### WHAT THE TASK ASKS
Please retype all of the following entries exactly.

Collected data:
--*--
use std::fmt;

use serde::{Deserialize, Serialize};

/// Target chat of a request.
///
/// The API accepts either the numeric chat identifier or the `@username` of a
/// public channel. Each serializes as-is: a JSON number or a JSON string.
#[derive(Debug, Clone, PartialEq, Eq, Hash, Serialize, Deserialize)]
#[serde(untagged)]
pub enum ChatId {
    Id(i64),
    Username(String),
}

impl ChatId {
    /// Parse a CLI-style chat reference: integers become [`ChatId::Id`],
    /// anything else is kept as a channel handle.
    pub fn parse(raw: &str) -> Self {
        match raw.trim().parse::<i64>() {
            Ok(id) => Self::Id(id),
            Err(_) => Self::Username(raw.trim().to_string()),
        }
    }
}

impl From<i64> for ChatId {
    fn from(id: i64) -> Self {
        Self::Id(id)
    }
}

impl From<i32> for ChatId {
    fn from(id: i32) -> Self {
        Self::Id(i64::from(id))
    }
}

impl From<&str> for ChatId {
    fn from(username: &str) -> Self {
        Self::Username(username.to_string())
    }
}

impl From<String> for ChatId {
    fn from(username: String) -> Self {
        Self::Username(username)
    }
}

impl fmt::Display for ChatId {
    fn fmt(&self, f: &mut fmt::Formatter<'_>) -> fmt::Result {
        match self {
            Self::Id(id) => write!(f, "{id}"),
            Self::Username(name) => f.write_str(name),
        }
    }
}

#[cfg(test)]
mod tests {
    use super::*;

    #[test]
    fn numeric_id_serializes_as_number() {
        let json = serde_json::to_string(&ChatId::from(-1001234)).unwrap();
        assert_eq!(json, "-1001234");
    }

    #[test]
    fn username_serializes_as_string() {
        let json = serde_json::to_string(&ChatId::from("@channel")).unwrap();
        assert_eq!(json, r#""@channel""#);
    }

    #[test]
    fn parse_distinguishes_ids_from_handles() {
        assert_eq!(ChatId::parse("42"), ChatId::Id(42));
        assert_eq!(ChatId::parse(" -7 "), ChatId::Id(-7));
        assert_eq!(
            ChatId::parse("@news"),
            ChatId::Username("@news".to_string())
        );
    }

    #[test]
    fn deserializes_both_forms() {
        let id: ChatId = serde_json::from_str("99").unwrap();
        let name: ChatId = serde_json::from_str(r#""@x""#).unwrap();
        assert_eq!(id, ChatId::Id(99));
        assert_eq!(name, ChatId::Username("@x".to_string()));
    }
}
--*--
### FINAL ANSWER
use std::fmt;

use serde::{Deserialize, Serialize};

/// Target chat of a request.
///
/// The API accepts either the numeric chat identifier or the `@username` of a
/// public channel. Each serializes as-is: a JSON number or a JSON string.
#[derive(Debug, Clone, PartialEq, Eq, Hash, Serialize, Deserialize)]
#[serde(untagged)]
pub enum ChatId {
    Id(i64),
    Username(String),
}

impl ChatId {
    /// Parse a CLI-style chat reference: integers become [`ChatId::Id`],
    /// anything else is kept as a channel handle.
    pub fn parse(raw: &str) -> Self {
        match raw.trim().parse::<i64>() {
            Ok(id) => Self::Id(id),
            Err(_) => Self::Username(raw.trim().to_string()),
        }
    }
}

impl From<i64> for ChatId {
    fn from(id: i64) -> Self {
        Self::Id(id)
    }
}

impl From<i32> for ChatId {
    fn from(id: i32) -> Self {
        Self::Id(i64::from(id))
    }
}

impl From<&str> for ChatId {
    fn from(username: &str) -> Self {
        Self::Username(username.to_string())
    }
}

impl From<String> for ChatId {
    fn from(username: String) -> Self {
        Self::Username(username)
    }
}

impl fmt::Display for ChatId {
    fn fmt(&self, f: &mut fmt::Formatter<'_>) -> fmt::Result {
        match self {
            Self::Id(id) => write!(f, "{id}"),
            Self::Username(name) => f.write_str(name),
        }
    }
}

#[cfg(test)]
mod tests {
    use super::*;

    #[test]
    fn numeric_id_serializes_as_number() {
        let json = serde_json::to_string(&ChatId::from(-1001234)).unwrap();
        assert_eq!(json, "-1001234");
    }

    #[test]
    fn username_serializes_as_string() {
        let json = serde_json::to_string(&ChatId::from("@channel")).unwrap();
        assert_eq!(json, r#""@channel""#);
    }

    #[test]
    fn parse_distinguishes_ids_from_handles() {
        assert_eq!(ChatId::parse("42"), ChatId::Id(42));
        assert_eq!(ChatId::parse(" -7 "), ChatId::Id(-7));
        assert_eq!(
            ChatId::parse("@news"),
            ChatId::Username("@news".to_string())
        );
    }

    #[test]
    fn deserializes_both_forms() {
        let id: ChatId = serde_json::from_str("99").unwrap();
        let name: ChatId = serde_json::from_str(r#""@x""#).unwrap();
        assert_eq!(id, ChatId::Id(99));
        assert_eq!(name, ChatId::Username("@x".to_string()));
    }
}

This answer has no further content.